• Activity: Could you filter the records below and return each line that holds "MeetingSegment"?

(Saved data entries)
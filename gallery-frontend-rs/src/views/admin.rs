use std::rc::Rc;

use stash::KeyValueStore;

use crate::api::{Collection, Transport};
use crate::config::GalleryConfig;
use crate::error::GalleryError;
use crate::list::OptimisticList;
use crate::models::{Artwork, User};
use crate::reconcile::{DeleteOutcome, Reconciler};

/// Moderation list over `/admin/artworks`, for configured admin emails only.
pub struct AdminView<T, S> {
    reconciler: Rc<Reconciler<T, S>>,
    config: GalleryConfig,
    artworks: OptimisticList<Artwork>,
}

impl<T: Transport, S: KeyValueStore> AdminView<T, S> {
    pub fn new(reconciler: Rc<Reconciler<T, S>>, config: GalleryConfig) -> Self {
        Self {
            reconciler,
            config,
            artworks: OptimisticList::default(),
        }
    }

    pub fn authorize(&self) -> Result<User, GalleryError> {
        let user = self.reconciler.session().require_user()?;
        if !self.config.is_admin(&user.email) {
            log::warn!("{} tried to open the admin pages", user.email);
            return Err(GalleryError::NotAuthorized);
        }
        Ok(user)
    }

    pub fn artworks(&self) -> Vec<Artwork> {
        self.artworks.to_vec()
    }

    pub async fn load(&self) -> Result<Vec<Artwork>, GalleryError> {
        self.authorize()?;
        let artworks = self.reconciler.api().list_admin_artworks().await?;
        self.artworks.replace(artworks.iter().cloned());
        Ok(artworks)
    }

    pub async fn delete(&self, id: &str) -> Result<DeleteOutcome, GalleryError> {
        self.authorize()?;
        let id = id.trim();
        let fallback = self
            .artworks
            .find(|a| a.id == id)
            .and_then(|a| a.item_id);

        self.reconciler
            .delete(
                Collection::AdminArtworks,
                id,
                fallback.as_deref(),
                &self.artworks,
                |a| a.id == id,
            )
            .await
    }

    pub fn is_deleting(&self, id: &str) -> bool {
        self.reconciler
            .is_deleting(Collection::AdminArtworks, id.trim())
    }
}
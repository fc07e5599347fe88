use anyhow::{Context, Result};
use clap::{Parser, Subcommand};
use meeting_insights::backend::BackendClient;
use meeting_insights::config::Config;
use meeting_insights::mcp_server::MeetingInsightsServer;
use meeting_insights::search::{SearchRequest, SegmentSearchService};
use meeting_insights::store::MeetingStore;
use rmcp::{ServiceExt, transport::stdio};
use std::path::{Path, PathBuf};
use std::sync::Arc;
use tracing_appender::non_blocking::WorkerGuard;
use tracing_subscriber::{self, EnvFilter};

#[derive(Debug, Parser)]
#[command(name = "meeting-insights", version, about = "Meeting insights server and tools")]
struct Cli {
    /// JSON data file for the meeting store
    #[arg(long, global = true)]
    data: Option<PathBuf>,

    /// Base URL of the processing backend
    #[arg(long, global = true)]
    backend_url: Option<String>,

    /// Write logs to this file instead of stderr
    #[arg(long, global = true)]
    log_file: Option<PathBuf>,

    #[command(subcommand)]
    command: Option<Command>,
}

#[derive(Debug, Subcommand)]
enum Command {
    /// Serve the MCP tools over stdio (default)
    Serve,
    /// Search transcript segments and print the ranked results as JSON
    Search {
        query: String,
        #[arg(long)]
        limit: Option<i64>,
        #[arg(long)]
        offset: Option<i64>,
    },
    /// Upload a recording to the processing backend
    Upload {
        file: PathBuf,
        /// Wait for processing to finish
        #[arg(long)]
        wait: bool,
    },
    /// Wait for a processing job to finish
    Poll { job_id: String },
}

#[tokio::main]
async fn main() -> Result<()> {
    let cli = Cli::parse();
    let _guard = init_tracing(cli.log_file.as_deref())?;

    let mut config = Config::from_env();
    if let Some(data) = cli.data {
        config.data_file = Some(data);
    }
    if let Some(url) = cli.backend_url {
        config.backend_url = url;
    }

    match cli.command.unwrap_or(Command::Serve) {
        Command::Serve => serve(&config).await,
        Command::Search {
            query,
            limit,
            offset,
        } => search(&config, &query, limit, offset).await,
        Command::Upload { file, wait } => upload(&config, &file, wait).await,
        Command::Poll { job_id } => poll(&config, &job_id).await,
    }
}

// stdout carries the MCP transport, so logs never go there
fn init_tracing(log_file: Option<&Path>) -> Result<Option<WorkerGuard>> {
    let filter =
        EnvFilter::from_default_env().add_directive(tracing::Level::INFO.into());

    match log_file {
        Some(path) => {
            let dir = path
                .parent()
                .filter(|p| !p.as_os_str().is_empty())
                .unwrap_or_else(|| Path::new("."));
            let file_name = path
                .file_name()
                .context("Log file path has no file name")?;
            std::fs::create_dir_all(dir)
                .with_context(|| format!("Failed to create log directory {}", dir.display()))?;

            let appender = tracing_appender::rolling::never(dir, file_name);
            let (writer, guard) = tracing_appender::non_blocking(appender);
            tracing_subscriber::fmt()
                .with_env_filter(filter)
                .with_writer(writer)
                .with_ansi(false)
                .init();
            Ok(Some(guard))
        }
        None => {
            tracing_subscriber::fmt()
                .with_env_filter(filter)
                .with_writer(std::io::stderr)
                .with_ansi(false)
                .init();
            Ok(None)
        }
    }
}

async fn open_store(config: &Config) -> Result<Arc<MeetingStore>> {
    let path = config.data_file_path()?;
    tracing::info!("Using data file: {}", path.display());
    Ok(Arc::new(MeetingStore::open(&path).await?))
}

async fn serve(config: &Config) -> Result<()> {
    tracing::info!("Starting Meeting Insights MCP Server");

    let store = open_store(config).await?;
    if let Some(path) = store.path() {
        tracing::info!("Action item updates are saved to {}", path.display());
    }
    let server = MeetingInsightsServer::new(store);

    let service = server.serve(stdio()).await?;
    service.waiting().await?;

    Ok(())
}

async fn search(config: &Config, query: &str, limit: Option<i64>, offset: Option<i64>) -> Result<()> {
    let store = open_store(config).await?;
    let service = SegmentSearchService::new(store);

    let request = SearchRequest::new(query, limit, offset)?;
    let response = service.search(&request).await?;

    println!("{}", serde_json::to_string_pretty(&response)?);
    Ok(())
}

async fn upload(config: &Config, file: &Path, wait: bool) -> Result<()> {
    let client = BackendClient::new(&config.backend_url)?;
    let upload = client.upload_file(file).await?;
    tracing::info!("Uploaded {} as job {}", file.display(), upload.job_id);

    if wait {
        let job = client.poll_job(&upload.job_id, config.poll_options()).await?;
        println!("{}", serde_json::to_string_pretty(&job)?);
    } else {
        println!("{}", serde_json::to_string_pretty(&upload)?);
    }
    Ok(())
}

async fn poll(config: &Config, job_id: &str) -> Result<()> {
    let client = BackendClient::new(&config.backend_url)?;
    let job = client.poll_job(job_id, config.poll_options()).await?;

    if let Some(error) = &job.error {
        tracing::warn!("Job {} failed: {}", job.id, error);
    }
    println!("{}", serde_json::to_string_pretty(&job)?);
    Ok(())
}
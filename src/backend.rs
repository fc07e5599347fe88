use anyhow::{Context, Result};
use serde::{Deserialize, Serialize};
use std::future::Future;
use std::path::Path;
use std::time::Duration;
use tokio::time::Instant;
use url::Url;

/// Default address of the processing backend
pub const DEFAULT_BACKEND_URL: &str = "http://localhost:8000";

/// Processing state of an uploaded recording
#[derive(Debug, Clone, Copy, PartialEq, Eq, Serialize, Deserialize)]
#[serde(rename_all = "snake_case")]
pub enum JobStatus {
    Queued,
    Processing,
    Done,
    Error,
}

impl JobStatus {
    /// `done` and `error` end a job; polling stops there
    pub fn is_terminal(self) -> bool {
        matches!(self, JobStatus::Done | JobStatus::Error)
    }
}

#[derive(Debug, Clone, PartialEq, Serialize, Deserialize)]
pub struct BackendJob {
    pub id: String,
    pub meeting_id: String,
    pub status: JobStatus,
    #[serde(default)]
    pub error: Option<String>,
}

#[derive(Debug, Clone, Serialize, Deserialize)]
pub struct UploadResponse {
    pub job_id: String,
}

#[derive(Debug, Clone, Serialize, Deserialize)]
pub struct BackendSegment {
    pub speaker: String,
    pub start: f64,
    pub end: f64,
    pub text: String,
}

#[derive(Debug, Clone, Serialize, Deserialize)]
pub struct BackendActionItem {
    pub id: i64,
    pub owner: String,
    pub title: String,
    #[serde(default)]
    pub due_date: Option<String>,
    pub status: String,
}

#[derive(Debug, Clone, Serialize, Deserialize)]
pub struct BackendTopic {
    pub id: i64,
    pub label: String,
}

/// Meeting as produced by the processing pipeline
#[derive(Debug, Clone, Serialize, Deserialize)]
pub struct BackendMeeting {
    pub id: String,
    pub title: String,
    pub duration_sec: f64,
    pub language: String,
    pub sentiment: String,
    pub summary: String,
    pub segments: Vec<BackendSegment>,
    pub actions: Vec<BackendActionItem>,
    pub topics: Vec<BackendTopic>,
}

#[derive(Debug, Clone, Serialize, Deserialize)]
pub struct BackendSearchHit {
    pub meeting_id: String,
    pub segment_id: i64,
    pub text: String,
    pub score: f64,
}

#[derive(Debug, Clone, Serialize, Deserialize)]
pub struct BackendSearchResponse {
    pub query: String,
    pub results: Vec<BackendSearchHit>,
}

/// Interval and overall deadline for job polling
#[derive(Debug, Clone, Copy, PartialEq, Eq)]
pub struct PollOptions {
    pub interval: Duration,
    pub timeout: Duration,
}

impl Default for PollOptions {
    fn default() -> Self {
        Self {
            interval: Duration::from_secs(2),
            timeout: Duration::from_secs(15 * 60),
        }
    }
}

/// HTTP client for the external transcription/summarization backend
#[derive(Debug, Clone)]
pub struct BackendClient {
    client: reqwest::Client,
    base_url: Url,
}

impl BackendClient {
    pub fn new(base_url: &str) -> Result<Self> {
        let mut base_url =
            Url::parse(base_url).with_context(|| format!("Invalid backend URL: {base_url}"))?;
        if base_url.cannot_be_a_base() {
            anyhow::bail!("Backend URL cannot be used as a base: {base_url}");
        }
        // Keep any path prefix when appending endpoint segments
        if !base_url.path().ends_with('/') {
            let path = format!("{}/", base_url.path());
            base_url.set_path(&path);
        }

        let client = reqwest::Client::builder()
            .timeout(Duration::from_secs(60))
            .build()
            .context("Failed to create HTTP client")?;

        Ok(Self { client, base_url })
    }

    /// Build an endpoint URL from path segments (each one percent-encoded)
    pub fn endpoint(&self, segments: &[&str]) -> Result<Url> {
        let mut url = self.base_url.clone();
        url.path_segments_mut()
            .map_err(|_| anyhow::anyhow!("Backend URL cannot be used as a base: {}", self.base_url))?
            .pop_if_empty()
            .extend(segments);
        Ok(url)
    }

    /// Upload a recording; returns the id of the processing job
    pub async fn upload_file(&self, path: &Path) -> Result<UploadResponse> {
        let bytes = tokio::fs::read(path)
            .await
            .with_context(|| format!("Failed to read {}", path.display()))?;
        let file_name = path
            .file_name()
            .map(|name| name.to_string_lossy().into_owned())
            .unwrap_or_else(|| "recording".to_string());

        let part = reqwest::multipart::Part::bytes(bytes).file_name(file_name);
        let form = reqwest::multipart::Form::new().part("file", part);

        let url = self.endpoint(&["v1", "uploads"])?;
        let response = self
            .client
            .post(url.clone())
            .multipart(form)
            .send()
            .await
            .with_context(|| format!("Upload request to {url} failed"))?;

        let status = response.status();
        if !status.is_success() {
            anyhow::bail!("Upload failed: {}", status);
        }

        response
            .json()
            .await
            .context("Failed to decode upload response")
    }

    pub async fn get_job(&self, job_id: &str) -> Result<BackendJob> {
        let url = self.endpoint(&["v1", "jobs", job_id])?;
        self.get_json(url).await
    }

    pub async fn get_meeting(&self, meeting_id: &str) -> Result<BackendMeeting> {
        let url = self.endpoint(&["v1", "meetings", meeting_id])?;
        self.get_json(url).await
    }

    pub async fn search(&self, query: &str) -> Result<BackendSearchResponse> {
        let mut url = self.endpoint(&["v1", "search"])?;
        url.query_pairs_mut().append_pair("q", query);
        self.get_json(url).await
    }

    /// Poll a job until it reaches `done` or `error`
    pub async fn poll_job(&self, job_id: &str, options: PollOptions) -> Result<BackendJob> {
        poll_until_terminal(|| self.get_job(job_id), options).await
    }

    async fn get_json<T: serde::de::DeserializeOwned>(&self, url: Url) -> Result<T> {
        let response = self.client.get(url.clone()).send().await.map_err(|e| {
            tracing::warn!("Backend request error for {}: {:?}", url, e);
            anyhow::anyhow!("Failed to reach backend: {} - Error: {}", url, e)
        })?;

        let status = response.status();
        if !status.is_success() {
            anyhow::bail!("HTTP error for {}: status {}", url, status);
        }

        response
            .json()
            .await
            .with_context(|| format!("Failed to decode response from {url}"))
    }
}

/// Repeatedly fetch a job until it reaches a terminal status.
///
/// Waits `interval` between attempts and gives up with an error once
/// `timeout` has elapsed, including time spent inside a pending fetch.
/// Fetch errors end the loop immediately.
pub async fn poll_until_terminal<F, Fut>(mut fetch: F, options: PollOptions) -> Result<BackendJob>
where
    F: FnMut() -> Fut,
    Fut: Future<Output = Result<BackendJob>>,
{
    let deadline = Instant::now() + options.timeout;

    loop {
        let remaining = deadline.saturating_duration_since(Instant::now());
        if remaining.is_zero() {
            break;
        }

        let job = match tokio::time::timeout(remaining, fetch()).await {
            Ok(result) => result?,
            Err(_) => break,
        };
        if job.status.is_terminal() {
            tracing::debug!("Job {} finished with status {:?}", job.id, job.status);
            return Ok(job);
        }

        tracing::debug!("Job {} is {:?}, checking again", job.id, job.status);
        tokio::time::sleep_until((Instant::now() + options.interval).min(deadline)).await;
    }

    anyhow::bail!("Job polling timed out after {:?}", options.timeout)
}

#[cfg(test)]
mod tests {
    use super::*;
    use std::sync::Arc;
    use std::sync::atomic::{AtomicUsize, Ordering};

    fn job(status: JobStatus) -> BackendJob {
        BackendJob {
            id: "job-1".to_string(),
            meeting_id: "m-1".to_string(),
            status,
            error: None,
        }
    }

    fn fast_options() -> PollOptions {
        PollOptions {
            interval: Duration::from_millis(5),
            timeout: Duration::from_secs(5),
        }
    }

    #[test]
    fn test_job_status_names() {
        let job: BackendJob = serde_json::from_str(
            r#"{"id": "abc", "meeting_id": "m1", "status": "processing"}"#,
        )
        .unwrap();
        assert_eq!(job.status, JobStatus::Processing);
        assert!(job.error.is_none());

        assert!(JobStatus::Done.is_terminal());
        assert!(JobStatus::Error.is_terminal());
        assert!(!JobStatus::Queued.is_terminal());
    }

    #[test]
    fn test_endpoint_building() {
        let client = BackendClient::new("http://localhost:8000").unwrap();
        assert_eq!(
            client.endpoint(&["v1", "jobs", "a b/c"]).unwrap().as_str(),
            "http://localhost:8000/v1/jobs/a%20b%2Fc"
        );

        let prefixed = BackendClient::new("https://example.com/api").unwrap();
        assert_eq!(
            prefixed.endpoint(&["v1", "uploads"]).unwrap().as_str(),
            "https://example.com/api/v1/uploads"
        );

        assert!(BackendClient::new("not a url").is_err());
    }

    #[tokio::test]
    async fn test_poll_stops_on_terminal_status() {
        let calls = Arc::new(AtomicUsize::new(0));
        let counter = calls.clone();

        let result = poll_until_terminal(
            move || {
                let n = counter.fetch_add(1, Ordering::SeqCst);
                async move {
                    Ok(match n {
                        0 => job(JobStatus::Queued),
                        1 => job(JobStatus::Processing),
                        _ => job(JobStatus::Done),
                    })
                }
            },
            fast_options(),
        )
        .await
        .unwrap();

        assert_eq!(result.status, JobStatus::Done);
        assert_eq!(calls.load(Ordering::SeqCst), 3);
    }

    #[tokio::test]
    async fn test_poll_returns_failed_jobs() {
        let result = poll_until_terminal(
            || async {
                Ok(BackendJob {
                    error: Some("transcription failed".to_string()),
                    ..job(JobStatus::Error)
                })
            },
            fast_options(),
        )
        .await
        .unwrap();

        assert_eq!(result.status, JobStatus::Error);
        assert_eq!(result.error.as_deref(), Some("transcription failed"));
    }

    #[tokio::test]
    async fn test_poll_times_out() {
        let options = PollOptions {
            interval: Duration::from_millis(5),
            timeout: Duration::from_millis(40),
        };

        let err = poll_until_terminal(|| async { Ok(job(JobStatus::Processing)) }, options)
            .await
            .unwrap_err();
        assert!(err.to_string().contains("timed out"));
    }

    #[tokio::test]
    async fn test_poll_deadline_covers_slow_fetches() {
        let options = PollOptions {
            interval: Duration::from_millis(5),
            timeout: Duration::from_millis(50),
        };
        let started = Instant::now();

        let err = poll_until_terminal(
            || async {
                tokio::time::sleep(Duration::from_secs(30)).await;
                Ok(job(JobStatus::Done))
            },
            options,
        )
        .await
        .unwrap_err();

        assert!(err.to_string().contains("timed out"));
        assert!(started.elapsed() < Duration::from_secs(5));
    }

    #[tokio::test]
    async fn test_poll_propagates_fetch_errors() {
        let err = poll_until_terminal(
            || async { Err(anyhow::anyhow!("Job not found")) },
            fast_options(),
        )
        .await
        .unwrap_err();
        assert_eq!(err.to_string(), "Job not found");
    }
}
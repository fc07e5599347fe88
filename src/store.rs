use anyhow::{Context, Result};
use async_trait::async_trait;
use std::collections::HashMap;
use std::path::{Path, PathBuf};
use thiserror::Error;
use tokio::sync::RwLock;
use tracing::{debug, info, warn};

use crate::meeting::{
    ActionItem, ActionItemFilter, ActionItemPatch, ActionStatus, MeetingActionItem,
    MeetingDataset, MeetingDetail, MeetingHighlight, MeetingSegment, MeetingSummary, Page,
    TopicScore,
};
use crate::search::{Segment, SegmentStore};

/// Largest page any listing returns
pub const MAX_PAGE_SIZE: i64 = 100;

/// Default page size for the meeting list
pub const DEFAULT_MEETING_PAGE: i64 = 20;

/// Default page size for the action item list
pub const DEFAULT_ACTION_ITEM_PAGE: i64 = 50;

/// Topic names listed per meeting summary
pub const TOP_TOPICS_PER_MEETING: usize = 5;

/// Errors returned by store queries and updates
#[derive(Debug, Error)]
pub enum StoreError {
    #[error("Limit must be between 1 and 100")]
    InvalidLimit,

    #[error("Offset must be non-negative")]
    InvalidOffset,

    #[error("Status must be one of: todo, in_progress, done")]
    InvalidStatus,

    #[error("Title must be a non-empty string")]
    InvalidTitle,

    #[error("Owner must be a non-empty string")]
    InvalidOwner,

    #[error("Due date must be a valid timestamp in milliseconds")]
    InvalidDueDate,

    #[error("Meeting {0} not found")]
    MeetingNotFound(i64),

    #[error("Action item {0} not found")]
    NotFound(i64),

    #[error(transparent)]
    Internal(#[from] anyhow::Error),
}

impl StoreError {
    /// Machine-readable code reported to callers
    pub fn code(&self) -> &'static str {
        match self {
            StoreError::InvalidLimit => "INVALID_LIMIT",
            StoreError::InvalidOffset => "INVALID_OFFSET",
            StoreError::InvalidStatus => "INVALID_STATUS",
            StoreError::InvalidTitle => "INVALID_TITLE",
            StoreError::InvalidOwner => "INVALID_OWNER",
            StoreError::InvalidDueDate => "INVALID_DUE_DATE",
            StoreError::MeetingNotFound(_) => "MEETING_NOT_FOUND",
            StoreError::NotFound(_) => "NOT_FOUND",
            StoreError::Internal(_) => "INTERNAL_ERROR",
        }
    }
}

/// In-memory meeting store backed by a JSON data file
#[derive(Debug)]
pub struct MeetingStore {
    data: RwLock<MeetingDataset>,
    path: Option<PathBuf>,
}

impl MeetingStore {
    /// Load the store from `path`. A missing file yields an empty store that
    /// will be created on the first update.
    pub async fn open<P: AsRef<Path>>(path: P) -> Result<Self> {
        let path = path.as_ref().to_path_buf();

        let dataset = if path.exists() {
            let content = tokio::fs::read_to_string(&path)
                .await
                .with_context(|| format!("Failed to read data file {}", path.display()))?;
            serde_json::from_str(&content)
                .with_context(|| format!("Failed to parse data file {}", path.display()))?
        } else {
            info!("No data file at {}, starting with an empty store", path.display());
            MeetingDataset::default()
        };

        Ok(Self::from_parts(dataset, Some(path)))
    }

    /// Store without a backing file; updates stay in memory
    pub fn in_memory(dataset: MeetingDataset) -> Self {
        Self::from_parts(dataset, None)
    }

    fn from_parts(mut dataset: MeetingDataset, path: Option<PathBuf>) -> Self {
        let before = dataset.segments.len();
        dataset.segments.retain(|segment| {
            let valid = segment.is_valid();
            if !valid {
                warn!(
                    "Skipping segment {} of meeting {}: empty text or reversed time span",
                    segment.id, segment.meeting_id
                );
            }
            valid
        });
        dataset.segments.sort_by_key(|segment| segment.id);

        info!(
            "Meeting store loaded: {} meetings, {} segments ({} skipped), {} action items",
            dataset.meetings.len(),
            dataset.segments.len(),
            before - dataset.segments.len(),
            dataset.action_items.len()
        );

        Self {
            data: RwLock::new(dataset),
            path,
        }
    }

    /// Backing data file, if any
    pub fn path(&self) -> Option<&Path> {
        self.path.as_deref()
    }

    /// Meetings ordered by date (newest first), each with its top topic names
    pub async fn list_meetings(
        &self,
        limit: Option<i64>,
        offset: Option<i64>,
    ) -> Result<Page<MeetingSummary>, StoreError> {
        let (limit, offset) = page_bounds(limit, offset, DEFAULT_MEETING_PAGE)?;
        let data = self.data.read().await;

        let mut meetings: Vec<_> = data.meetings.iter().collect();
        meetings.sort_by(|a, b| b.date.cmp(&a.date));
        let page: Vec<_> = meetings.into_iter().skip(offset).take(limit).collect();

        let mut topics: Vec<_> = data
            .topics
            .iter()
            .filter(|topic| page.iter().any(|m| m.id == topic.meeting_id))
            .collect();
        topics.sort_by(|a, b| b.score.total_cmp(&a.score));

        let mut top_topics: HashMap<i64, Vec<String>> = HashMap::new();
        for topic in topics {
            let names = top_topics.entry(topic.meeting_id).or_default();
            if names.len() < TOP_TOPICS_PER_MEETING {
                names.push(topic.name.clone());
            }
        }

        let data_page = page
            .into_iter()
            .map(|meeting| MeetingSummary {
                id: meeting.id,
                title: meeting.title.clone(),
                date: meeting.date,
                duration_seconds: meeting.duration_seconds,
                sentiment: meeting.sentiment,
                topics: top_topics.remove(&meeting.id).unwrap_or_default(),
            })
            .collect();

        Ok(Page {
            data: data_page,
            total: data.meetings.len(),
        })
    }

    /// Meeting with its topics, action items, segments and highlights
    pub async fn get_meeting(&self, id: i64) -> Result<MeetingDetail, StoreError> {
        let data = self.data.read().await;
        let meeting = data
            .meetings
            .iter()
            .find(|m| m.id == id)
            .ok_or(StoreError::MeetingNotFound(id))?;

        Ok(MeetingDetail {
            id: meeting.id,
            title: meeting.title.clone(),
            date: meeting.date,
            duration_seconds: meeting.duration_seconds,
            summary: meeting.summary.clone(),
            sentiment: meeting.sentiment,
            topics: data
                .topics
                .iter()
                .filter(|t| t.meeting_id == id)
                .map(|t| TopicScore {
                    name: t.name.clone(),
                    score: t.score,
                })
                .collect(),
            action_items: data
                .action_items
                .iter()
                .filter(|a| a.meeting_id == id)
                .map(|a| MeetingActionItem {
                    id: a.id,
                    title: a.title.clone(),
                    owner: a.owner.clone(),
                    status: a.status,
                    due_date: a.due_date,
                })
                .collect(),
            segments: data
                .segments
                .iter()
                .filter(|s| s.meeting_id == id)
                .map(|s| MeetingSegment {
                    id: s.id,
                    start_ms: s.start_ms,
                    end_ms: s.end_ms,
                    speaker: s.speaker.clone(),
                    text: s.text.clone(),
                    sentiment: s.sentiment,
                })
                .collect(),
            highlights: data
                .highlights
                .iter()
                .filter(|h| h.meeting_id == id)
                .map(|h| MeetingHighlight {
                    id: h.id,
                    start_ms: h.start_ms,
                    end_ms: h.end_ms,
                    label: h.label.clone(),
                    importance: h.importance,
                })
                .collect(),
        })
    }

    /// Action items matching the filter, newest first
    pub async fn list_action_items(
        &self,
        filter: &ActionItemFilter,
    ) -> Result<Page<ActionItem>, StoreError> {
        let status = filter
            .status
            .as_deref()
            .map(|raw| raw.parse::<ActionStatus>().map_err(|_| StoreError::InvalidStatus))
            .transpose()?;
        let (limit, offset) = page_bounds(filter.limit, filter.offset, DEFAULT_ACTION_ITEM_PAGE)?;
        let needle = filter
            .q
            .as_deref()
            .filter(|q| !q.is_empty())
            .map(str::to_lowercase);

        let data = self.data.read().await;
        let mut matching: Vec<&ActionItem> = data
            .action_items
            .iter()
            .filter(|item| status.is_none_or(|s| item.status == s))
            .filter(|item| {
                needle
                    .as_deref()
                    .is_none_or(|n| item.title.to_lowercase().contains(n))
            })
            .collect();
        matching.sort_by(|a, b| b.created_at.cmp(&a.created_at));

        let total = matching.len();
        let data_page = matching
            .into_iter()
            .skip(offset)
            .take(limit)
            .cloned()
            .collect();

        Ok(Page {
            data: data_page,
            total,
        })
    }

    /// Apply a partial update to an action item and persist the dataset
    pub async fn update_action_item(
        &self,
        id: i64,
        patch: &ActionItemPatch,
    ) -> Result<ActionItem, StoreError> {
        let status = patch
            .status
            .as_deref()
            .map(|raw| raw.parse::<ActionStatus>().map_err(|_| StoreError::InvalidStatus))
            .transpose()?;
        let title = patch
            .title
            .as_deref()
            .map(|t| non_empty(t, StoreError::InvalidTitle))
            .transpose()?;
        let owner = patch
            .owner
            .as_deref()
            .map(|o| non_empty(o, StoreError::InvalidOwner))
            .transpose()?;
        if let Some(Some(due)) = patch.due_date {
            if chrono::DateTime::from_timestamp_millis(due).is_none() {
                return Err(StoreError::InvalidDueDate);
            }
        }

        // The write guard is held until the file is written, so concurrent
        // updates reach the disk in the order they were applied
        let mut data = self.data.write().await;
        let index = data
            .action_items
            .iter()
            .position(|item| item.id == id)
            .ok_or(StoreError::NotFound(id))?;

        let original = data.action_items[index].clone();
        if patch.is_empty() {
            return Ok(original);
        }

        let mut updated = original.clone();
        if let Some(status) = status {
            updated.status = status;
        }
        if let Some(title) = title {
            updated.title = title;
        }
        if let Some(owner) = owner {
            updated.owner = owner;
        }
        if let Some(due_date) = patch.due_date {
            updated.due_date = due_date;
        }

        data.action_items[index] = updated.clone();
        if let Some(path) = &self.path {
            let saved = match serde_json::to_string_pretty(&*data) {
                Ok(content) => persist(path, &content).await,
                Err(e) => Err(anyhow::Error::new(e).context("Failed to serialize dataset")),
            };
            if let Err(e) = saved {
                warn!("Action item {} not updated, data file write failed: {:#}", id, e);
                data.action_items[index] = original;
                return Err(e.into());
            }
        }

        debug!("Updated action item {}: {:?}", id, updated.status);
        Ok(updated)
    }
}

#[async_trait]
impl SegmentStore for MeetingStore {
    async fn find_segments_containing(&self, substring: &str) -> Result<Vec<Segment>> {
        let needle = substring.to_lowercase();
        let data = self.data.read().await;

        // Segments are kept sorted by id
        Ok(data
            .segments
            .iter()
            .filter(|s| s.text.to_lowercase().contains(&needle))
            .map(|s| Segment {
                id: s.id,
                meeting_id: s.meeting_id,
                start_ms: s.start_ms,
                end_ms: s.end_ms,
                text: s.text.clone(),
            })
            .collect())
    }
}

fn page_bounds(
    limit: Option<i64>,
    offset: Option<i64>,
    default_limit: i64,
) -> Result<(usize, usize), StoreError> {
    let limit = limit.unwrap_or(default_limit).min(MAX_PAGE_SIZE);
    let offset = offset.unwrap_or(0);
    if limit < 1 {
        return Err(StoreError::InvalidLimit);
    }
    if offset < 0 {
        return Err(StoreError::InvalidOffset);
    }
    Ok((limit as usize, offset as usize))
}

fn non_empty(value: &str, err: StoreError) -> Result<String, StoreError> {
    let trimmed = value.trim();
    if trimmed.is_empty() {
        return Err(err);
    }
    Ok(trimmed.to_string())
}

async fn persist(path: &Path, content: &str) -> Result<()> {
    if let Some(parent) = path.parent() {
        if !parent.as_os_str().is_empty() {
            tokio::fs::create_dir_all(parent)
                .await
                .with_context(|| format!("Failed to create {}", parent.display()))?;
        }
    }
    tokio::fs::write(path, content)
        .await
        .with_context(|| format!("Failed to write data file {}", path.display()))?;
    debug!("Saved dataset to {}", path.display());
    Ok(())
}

• Answer:
    MeetingDataset, MeetingDetail, MeetingHighlight, MeetingSegment, MeetingSummary, Page,
                .map(|s| MeetingSegment {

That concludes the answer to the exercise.